# Set up advice for Mighty Mite



## JWHunter (Oct 19, 2007)

I think I decided I'm going to pick up an 00' Mighty Mite from Bowtech that needs a rest and sight for it. I was wondering if anybody had any suggestions on what to equip it with. All input is helpful. Thanks.


----------



## Michihunter (Jan 8, 2003)

JWHunter said:


> I think I decided I'm going to pick up an 00' Mighty Mite from Bowtech that needs a rest and sight for it. I was wondering if anybody had any suggestions on what to equip it with. All input is helpful. Thanks.


Look at the ""sight and rest" thread below this.
http://www.michigan-sportsman.com/forum/showthread.php?t=243562


----------



## bigcountrysg (Oct 9, 2006)

Site just get the typical fiber optic 3 or 4 pin site. For the rest a whisker biscuit will work great.


----------



## Kelly Johnson (May 22, 2005)

I will caution you on one thing with the Mighty Mite.
The infinity Cam offers a ton of adjustment but it's not built to have as much is on the cam for every bow.

If you don't have the manual (Michihunter maybe has one?) try to find the manual online.

If the draw stop is set to far back on the cam it will eat cables extremely quickly. 

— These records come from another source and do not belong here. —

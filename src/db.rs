use chrono::{DateTime, Utc};
use serde::Deserialize;
use sqlx::any::AnyPoolOptions;
use sqlx::AnyPool;

use crate::models::{AdminPasteSummary, Paste, PasteSummary, SiteStats};

const SCHEMA: &[&str] = &[
    "CREATE TABLE IF NOT EXISTS paste (
        id TEXT PRIMARY KEY NOT NULL,
        title TEXT,
        content TEXT NOT NULL,
        language TEXT NOT NULL DEFAULT 'plaintext',
        created_at DATETIME NOT NULL,
        expires_at DATETIME,
        views INTEGER NOT NULL DEFAULT 0,
        secret_key TEXT NOT NULL
    )",
    "CREATE INDEX IF NOT EXISTS paste_created_at ON paste (created_at)",
    "CREATE INDEX IF NOT EXISTS paste_expires_at ON paste (expires_at)",
    "CREATE TABLE IF NOT EXISTS site_stats (
        id INTEGER PRIMARY KEY NOT NULL,
        visit_count INTEGER NOT NULL DEFAULT 0
    )",
];

const PASTE_COLUMNS: &str = "id, title, content, language, created_at, expires_at, views, secret_key";

/// Row id of the singleton stats record.
const SITE_STATS_ID: i64 = 1;

#[derive(Debug, Clone, Copy, Default, PartialEq, Eq, Deserialize)]
#[serde(rename_all = "snake_case")]
pub enum PasteSort {
    #[default]
    CreatedAt,
    Views,
    ExpiresAt,
}

impl PasteSort {
    fn column(self) -> &'static str {
        match self {
            PasteSort::CreatedAt => "created_at",
            PasteSort::Views => "views",
            PasteSort::ExpiresAt => "expires_at",
        }
    }
}

#[derive(Debug, Clone, Copy, Default, PartialEq, Eq, Deserialize)]
#[serde(rename_all = "lowercase")]
pub enum SortOrder {
    Asc,
    #[default]
    Desc,
}

impl SortOrder {
    fn keyword(self) -> &'static str {
        match self {
            SortOrder::Asc => "ASC",
            SortOrder::Desc => "DESC",
        }
    }
}

/// Filter and ordering for the admin paste listing.
#[derive(Debug, Clone, Default)]
pub struct PasteSearch {
    pub search: Option<String>,
    pub sort: PasteSort,
    pub order: SortOrder,
    pub limit: i64,
    pub offset: i64,
}

#[derive(Clone)]
pub struct Database {
    pool: AnyPool,
}

impl Database {
    /// Connect to a database by URL.
    pub async fn connect(url: &str, max_connections: u32) -> anyhow::Result<Self> {
        let pool = AnyPoolOptions::new()
            .max_connections(max_connections)
            .connect(url)
            .await?;
        Ok(Self { pool })
    }

    /// Create the tables if they don't exist yet.
    pub async fn migrate(&self) -> crate::ApiResult<()> {
        let mut conn = self.pool.acquire().await?;
        for statement in SCHEMA {
            sqlx::query(statement).execute(&mut conn).await?;
        }
        Ok(())
    }

    /// Check whether a paste id is taken.
    pub async fn paste_exists(&self, id: &str) -> crate::ApiResult<bool> {
        let mut conn = self.pool.acquire().await?;
        let count = sqlx::query_scalar::<_, i64>("SELECT COUNT(*) FROM paste WHERE id = ?")
            .bind(id)
            .fetch_one(&mut conn)
            .await?;
        Ok(count > 0)
    }

    /// Insert a paste.
    pub async fn insert_paste(&self, paste: &Paste) -> crate::ApiResult<()> {
        let mut conn = self.pool.acquire().await?;
        sqlx::query(
            "INSERT INTO paste (id, title, content, language, created_at, expires_at, views, \
             secret_key) VALUES (?, ?, ?, ?, ?, ?, ?, ?)",
        )
        .bind(&paste.id)
        .bind(&paste.title)
        .bind(&paste.content)
        .bind(&paste.language)
        .bind(paste.created_at)
        .bind(paste.expires_at)
        .bind(paste.views)
        .bind(&paste.secret_key)
        .execute(&mut conn)
        .await?;
        Ok(())
    }

    /// Get a paste by id without touching its view count.
    pub async fn get_paste(&self, id: &str) -> crate::ApiResult<Paste> {
        let mut conn = self.pool.acquire().await?;
        let paste = sqlx::query_as::<_, Paste>(&format!(
            "SELECT {PASTE_COLUMNS} FROM paste WHERE id = ?"
        ))
        .bind(id)
        .fetch_one(&mut conn)
        .await?;
        Ok(paste)
    }

    /// Count a view of a paste and return it, or drop it if it has expired.
    ///
    /// The increment is issued first so the transaction holds the write lock
    /// from the start.
    pub async fn view_paste(&self, id: &str, now: DateTime<Utc>) -> crate::ApiResult<Paste> {
        let mut tx = self.pool.begin().await?;

        let paste = sqlx::query_as::<_, Paste>(&format!(
            "UPDATE paste SET views = views + 1 WHERE id = ? RETURNING {PASTE_COLUMNS}"
        ))
        .bind(id)
        .fetch_optional(&mut *tx)
        .await?;

        let Some(paste) = paste else {
            return Err(crate::ApiError::NotFound);
        };

        if paste.is_expired(&now) {
            sqlx::query("DELETE FROM paste WHERE id = ?")
                .bind(id)
                .execute(&mut *tx)
                .await?;
            tx.commit().await?;
            return Err(crate::ApiError::NotFound);
        }

        tx.commit().await?;
        Ok(paste)
    }

    /// Delete a paste if the secret key matches.
    ///
    /// Like `view_paste`, the first statement is a write, so the whole check
    /// runs under the write lock.
    pub async fn delete_paste_with_key(
        &self,
        id: &str,
        secret_key: &str,
        now: DateTime<Utc>,
    ) -> crate::ApiResult<()> {
        let mut tx = self.pool.begin().await?;

        let deleted = sqlx::query(
            "DELETE FROM paste WHERE id = ? AND secret_key = ? AND (expires_at IS NULL OR \
             expires_at > ?)",
        )
        .bind(id)
        .bind(secret_key)
        .bind(now)
        .execute(&mut *tx)
        .await?
        .rows_affected();

        if deleted > 0 {
            tx.commit().await?;
            return Ok(());
        }

        // nothing matched, so work out why
        let expired = sqlx::query("DELETE FROM paste WHERE id = ? AND expires_at <= ?")
            .bind(id)
            .bind(now)
            .execute(&mut *tx)
            .await?
            .rows_affected();

        let exists = sqlx::query_scalar::<_, i64>("SELECT COUNT(*) FROM paste WHERE id = ?")
            .bind(id)
            .fetch_one(&mut *tx)
            .await?;

        tx.commit().await?;

        if expired > 0 || exists == 0 {
            Err(crate::ApiError::NotFound)
        } else {
            Err(crate::ApiError::Forbidden)
        }
    }

    /// Delete a paste by id unconditionally.
    pub async fn delete_paste(&self, id: &str) -> crate::ApiResult<()> {
        let mut conn = self.pool.acquire().await?;
        let deleted = sqlx::query("DELETE FROM paste WHERE id = ?")
            .bind(id)
            .execute(&mut conn)
            .await?
            .rows_affected();
        if deleted == 0 {
            return Err(crate::ApiError::NotFound);
        }
        Ok(())
    }

    /// Delete every paste that expired at or before `now`.
    pub async fn purge_expired(&self, now: DateTime<Utc>) -> crate::ApiResult<u64> {
        let mut conn = self.pool.acquire().await?;
        let result =
            sqlx::query("DELETE FROM paste WHERE expires_at IS NOT NULL AND expires_at <= ?")
                .bind(now)
                .execute(&mut conn)
                .await?;
        Ok(result.rows_affected())
    }

    /// Get the most recently created live pastes.
    pub async fn list_pastes(
        &self,
        now: DateTime<Utc>,
        limit: i64,
    ) -> crate::ApiResult<Vec<PasteSummary>> {
        let mut conn = self.pool.acquire().await?;
        let pastes = sqlx::query_as::<_, PasteSummary>(
            "SELECT id, title, language, created_at, views FROM paste WHERE expires_at IS NULL OR \
             expires_at > ? ORDER BY created_at DESC LIMIT ?",
        )
        .bind(now)
        .bind(limit)
        .fetch_all(&mut conn)
        .await?;
        Ok(pastes)
    }

    /// Search all pastes, expired ones included.
    pub async fn search_pastes(
        &self,
        search: &PasteSearch,
    ) -> crate::ApiResult<Vec<AdminPasteSummary>> {
        let pattern = search
            .search
            .as_deref()
            .filter(|s| !s.is_empty())
            .map(|s| format!("%{}%", escape_like(s)));

        let filter = if pattern.is_some() {
            "WHERE id LIKE ? ESCAPE '\\' OR title LIKE ? ESCAPE '\\' OR content LIKE ? ESCAPE '\\'"
        } else {
            ""
        };
        let sql = format!(
            "SELECT id, title, language, created_at, views, expires_at FROM paste {filter} ORDER \
             BY {column} {order} LIMIT ? OFFSET ?",
            column = search.sort.column(),
            order = search.order.keyword(),
        );

        let mut query = sqlx::query_as::<_, AdminPasteSummary>(&sql);
        if let Some(pattern) = &pattern {
            query = query.bind(pattern).bind(pattern).bind(pattern);
        }

        let mut conn = self.pool.acquire().await?;
        let pastes = query
            .bind(search.limit)
            .bind(search.offset)
            .fetch_all(&mut conn)
            .await?;
        Ok(pastes)
    }

    /// Count pastes that have not expired.
    pub async fn count_live_pastes(&self, now: DateTime<Utc>) -> crate::ApiResult<i64> {
        let mut conn = self.pool.acquire().await?;
        let count = sqlx::query_scalar::<_, i64>(
            "SELECT COUNT(*) FROM paste WHERE expires_at IS NULL OR expires_at > ?",
        )
        .bind(now)
        .fetch_one(&mut conn)
        .await?;
        Ok(count)
    }

    /// Get the stats row, creating it on first use.
    pub async fn get_site_stats(&self) -> crate::ApiResult<SiteStats> {
        let mut conn = self.pool.acquire().await?;
        sqlx::query("INSERT INTO site_stats (id, visit_count) VALUES (?, 0) ON CONFLICT (id) DO NOTHING")
            .bind(SITE_STATS_ID)
            .execute(&mut conn)
            .await?;
        let stats =
            sqlx::query_as::<_, SiteStats>("SELECT id, visit_count FROM site_stats WHERE id = ?")
                .bind(SITE_STATS_ID)
                .fetch_one(&mut conn)
                .await?;
        Ok(stats)
    }

    /// Add one to the visit count and return the new value.
    pub async fn increment_visits(&self) -> crate::ApiResult<i64> {
        let mut conn = self.pool.acquire().await?;
        let count = sqlx::query_scalar::<_, i64>(
            "INSERT INTO site_stats (id, visit_count) VALUES (?, 1) ON CONFLICT (id) DO UPDATE \
             SET visit_count = site_stats.visit_count + 1 RETURNING visit_count",
        )
        .bind(SITE_STATS_ID)
        .fetch_one(&mut conn)
        .await?;
        Ok(count)
    }
}

fn escape_like(s: &str) -> String {
    let mut escaped = String::with_capacity(s.len());
    for c in s.chars() {
        if matches!(c, '%' | '_' | '\\') {
            escaped.push('\\');
        }
        escaped.push(c);
    }
    escaped
}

I ruined a brand new Winners Choice cables in exactly 6 shots once on mine:lol:

I laugh now but I wasn't very amused at the time:16suspect

Even though there's a lot of room for adjustment on the cam's draw stop there's really only a range of about 3 "etched marks" specific to that particular bow.


----------



## JWHunter (Oct 19, 2007)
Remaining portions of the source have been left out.